Description of the task = Output the listing in full. Every line stays exactly as it is.

[Start of section]

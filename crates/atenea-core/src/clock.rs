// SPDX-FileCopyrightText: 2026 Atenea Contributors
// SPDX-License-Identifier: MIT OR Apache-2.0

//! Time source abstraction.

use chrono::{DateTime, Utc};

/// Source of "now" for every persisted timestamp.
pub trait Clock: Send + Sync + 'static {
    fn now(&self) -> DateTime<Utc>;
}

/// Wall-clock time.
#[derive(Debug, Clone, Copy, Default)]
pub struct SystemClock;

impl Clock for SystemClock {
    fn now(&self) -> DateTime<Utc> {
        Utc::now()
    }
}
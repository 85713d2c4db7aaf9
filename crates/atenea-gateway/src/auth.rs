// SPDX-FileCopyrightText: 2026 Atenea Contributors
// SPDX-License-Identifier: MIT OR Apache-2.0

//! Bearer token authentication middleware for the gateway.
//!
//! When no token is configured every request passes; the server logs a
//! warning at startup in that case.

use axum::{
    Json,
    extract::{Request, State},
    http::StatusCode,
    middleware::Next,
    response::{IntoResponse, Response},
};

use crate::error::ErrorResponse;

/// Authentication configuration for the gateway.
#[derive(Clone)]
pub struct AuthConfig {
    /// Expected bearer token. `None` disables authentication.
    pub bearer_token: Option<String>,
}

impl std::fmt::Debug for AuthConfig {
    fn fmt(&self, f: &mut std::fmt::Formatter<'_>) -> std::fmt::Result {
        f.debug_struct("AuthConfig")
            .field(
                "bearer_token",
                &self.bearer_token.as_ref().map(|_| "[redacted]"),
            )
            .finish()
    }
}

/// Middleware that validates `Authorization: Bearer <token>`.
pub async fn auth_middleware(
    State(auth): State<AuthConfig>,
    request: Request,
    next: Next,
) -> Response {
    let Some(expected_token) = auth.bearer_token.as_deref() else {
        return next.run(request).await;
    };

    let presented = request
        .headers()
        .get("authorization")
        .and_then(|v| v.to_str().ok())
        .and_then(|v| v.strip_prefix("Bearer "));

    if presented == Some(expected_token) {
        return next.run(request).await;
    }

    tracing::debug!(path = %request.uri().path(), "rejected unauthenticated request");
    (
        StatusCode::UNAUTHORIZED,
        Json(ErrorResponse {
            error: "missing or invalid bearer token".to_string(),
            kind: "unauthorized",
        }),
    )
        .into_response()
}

[End of section]

Response area =
filename crates/atenea-core/src/clock.rs
// SPDX-FileCopyrightText: 2026 Atenea Contributors
// SPDX-License-Identifier: MIT OR Apache-2.0

//! Time source abstraction.

use chrono::{DateTime, Utc};

/// Source of "now" for every persisted timestamp.
pub trait Clock: Send + Sync + 'static {
    fn now(&self) -> DateTime<Utc>;
}

/// Wall-clock time.
#[derive(Debug, Clone, Copy, Default)]
pub struct SystemClock;

impl Clock for SystemClock {
    fn now(&self) -> DateTime<Utc> {
        Utc::now()
    }
}
repository 85713d2c4db7aaf9
filename crates/atenea-gateway/src/auth.rs
// SPDX-FileCopyrightText: 2026 Atenea Contributors
// SPDX-License-Identifier: MIT OR Apache-2.0

//! Bearer token authentication middleware for the gateway.
//!
//! When no token is configured every request passes; the server logs a
//! warning at startup in that case.

use axum::{
    Json,
    extract::{Request, State},
    http::StatusCode,
    middleware::Next,
    response::{IntoResponse, Response},
};

use crate::error::ErrorResponse;

/// Authentication configuration for the gateway.
#[derive(Clone)]
pub struct AuthConfig {
    /// Expected bearer token. `None` disables authentication.
    pub bearer_token: Option<String>,
}

impl std::fmt::Debug for AuthConfig {
    fn fmt(&self, f: &mut std::fmt::Formatter<'_>) -> std::fmt::Result {
        f.debug_struct("AuthConfig")
            .field(
                "bearer_token",
                &self.bearer_token.as_ref().map(|_| "[redacted]"),
            )
            .finish()
    }
}

/// Middleware that validates `Authorization: Bearer <token>`.
pub async fn auth_middleware(
    State(auth): State<AuthConfig>,
    request: Request,
    next: Next,
) -> Response {
    let Some(expected_token) = auth.bearer_token.as_deref() else {
        return next.run(request).await;
    };

    let presented = request
        .headers()
        .get("authorization")
        .and_then(|v| v.to_str().ok())
        .and_then(|v| v.strip_prefix("Bearer "));

    if presented == Some(expected_token) {
        return next.run(request).await;
    }

    tracing::debug!(path = %request.uri().path(), "rejected unauthenticated request");
    (
        StatusCode::UNAUTHORIZED,
        Json(ErrorResponse {
            error: "missing or invalid bearer token".to_string(),
            kind: "unauthorized",
        }),
    )
        .into_response()
}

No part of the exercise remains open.